A man passed out at a traffic light. A MDA medic happened to notice and saved his life.

Sometimes the work of a Magen David Adom medic doesn’t end when their shift ends. That was the case when Ilai Shetrit, an ambulance driver, was heading home one afternoon from a shift in Kiryat Ono and saw that the car ahead of him at a traffic light did not move forward when the light turned green. Shetrit realized that the car’s driver was unconscious and quickly intervened along with two MDA colleagues, bringing back the driver’s pulse en route to the hospital. The MDA team recently paid a visit to the patient’s home where he was back on his feet and happy to receive the visitors.
After trying to catch the attention of the driver in the stopped car ahead of him by honking his ambulance’s horn, the perceptive Shetrit realized that something was amiss, got out of his ambulance to check on the driver of the other car, and saw that he was unconscious. Shetrit called MDA which immediately dispatched a Mobile Intensive Care Unit (MICU), and in the short time it took for the intensive care vehicle to arrive, Shetrit began resuscitation and administering three electric shocks with a defibrillator on the unconscious driver, a 60-year-old man named Igor Nudelman.

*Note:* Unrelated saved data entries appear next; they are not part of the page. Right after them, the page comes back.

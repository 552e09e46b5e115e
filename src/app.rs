use crate::data::{SavedSnapshot, Snapshot};
use crate::paginator::fetch_all_listings;
use crate::persistence::SnapshotStore;
use crate::reservoir::{ListingsQuery, OrdersApi};
use log::{info, warn};

pub struct App<S: OrdersApi, P: SnapshotStore> {
    source: S,
    store: P,
    page_limit: u32,
}

impl<S: OrdersApi, P: SnapshotStore> App<S, P> {
    pub fn new(source: S, store: P, page_limit: u32) -> Self {
        Self {
            source,
            store,
            page_limit,
        }
    }

    /// Capture every active listing of `contract` and persist the snapshot.
    pub async fn run(&self, contract: &str) -> anyhow::Result<SavedSnapshot> {
        let query = ListingsQuery {
            contract: contract.to_string(),
            limit: self.page_limit,
        };

        info!("Fetching listings for {contract}...");
        let pagination = fetch_all_listings(&self.source, &query).await?;
        if let Some(status) = pagination.rejected {
            warn!(
                "Snapshot is incomplete: page {} was rejected with {status}, saving {} listings fetched before it",
                pagination.pages,
                pagination.listings.len()
            );
        }

        let snapshot = Snapshot {
            captured_at: chrono::Local::now(),
            contract: query.contract,
            listings: pagination.listings,
        };

        let saved = self.store.save_snapshot(&snapshot).await?;
        info!(
            "Saved {} listings for {} across {} pages",
            saved.rows, snapshot.contract, pagination.pages
        );

        Ok(saved)
    }
}

#[cfg(test)]
mod tests {
    use super::*;
    use crate::data::OrdersPage;
    use crate::reservoir::PageResponse;
    use async_trait::async_trait;
    use reqwest::StatusCode;
    use serde_json::json;
    use std::path::PathBuf;
    use std::sync::Arc;
    use tokio::sync::Mutex;
    use tracing_unwrap::ResultExt;

    struct MockApi {
        pages: Vec<PageResponse>,
        calls: Mutex<usize>,
    }

    #[async_trait]
    impl OrdersApi for MockApi {
        async fn fetch_page(
            &self,
            query: &ListingsQuery,
            _continuation: Option<&str>,
        ) -> anyhow::Result<PageResponse> {
            assert_eq!(query.contract, "0xcontract");
            assert_eq!(query.limit, 1000);
            let mut calls = self.calls.lock().await;
            let page = self
                .pages
                .get(*calls)
                .cloned()
                .ok_or_else(|| anyhow::anyhow!("Unexpected page request"))?;
            *calls += 1;
            Ok(page)
        }
    }

    struct MockStore {
        saved: Arc<Mutex<Vec<Snapshot>>>,
        fail: bool,
    }

    #[async_trait]
    impl SnapshotStore for MockStore {
        async fn save_snapshot(&self, snapshot: &Snapshot) -> anyhow::Result<SavedSnapshot> {
            if self.fail {
                return Err(anyhow::anyhow!("Failed to save"));
            }
            self.saved.lock().await.push(snapshot.clone());
            Ok(SavedSnapshot {
                csv_path: PathBuf::from("out.csv"),
                json_path: PathBuf::from("out.json"),
                rows: snapshot.listings.len(),
            })
        }
    }

    fn page(ids: &[&str], continuation: Option<&str>) -> PageResponse {
        PageResponse::Page(OrdersPage {
            orders: Some(ids.iter().map(|id| json!({ "id": id })).collect()),
            continuation: continuation.map(str::to_string),
        })
    }

    #[tokio::test]
    async fn test_run_saves_all_pages() {
        let api = MockApi {
            pages: vec![page(&["a", "b"], Some("abc")), page(&["c"], None)],
            calls: Mutex::new(0),
        };
        let saved = Arc::new(Mutex::new(vec![]));
        let store = MockStore {
            saved: saved.clone(),
            fail: false,
        };
        let app = App::new(api, store, 1000);

        let result = app.run("0xcontract").await.unwrap_or_log();

        assert_eq!(result.rows, 3);
        let saved = saved.lock().await;
        assert_eq!(saved.len(), 1);
        assert_eq!(saved[0].contract, "0xcontract");
        assert_eq!(saved[0].listings.len(), 3);
        assert_eq!(saved[0].listings[2]["id"], "c");
    }

    #[tokio::test]
    async fn test_run_saves_partial_snapshot_on_rejection() {
        let api = MockApi {
            pages: vec![
                page(&["a"], Some("x")),
                PageResponse::Rejected(StatusCode::INTERNAL_SERVER_ERROR),
            ],
            calls: Mutex::new(0),
        };
        let saved = Arc::new(Mutex::new(vec![]));
        let store = MockStore {
            saved: saved.clone(),
            fail: false,
        };
        let app = App::new(api, store, 1000);

        let result = app.run("0xcontract").await.unwrap_or_log();

        assert_eq!(result.rows, 1);
        assert_eq!(*app.source.calls.lock().await, 2);
        assert_eq!(saved.lock().await[0].listings.len(), 1);
    }

    #[tokio::test]
    async fn test_run_propagates_store_failure() {
        let api = MockApi {
            pages: vec![page(&["a"], None)],
            calls: Mutex::new(0),
        };
        let store = MockStore {
            saved: Arc::new(Mutex::new(vec![])),
            fail: true,
        };
        let app = App::new(api, store, 1000);

        assert!(app.run("0xcontract").await.is_err());
    }
}
mod peer_transport;
mod rtc_transport;
mod transport_event;

pub use peer_transport::*;
pub use rtc_transport::*;
pub use transport_event::*;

“I’m used to always being on alert if someone needs medical help around me,” Shetrit said, “but this was really a special case.”
Soon, paramedics Hadar al-Maqais and Fadi Hamdan arrived in a MICU and gave Nudelman four additional electric shocks with the defibrillator. Nudelman regained consciousness in between the electric shocks, but his pulse was soon lost again. Al-Maqais and Hamdan took Nudelman to the hospital while resuscitating him, and his heart finally began beating again.
Nudelman invited the MDA team that saved his life to visit him at his home in Ramat Gan so that they could properly meet for the first time. This time, Nudelman warmly greeted them, standing alongside his family.
“I am very lucky that you were behind me with the ambulance, you were alert, and knew how to act in this situation,” said Nudelman to Shetrit at the joyful reunion.
“I am very happy to see that you have returned to the life you had before the incident,” Shetrit replied. “It’s a great privilege for me that I was in the right place at the right time.”
“Another person could have just gotten angry, gone around my car, and not even noticed that I was unconscious,” said Nudelman. “It was the right place at the right time and with the right person. Thank you for saving my life.”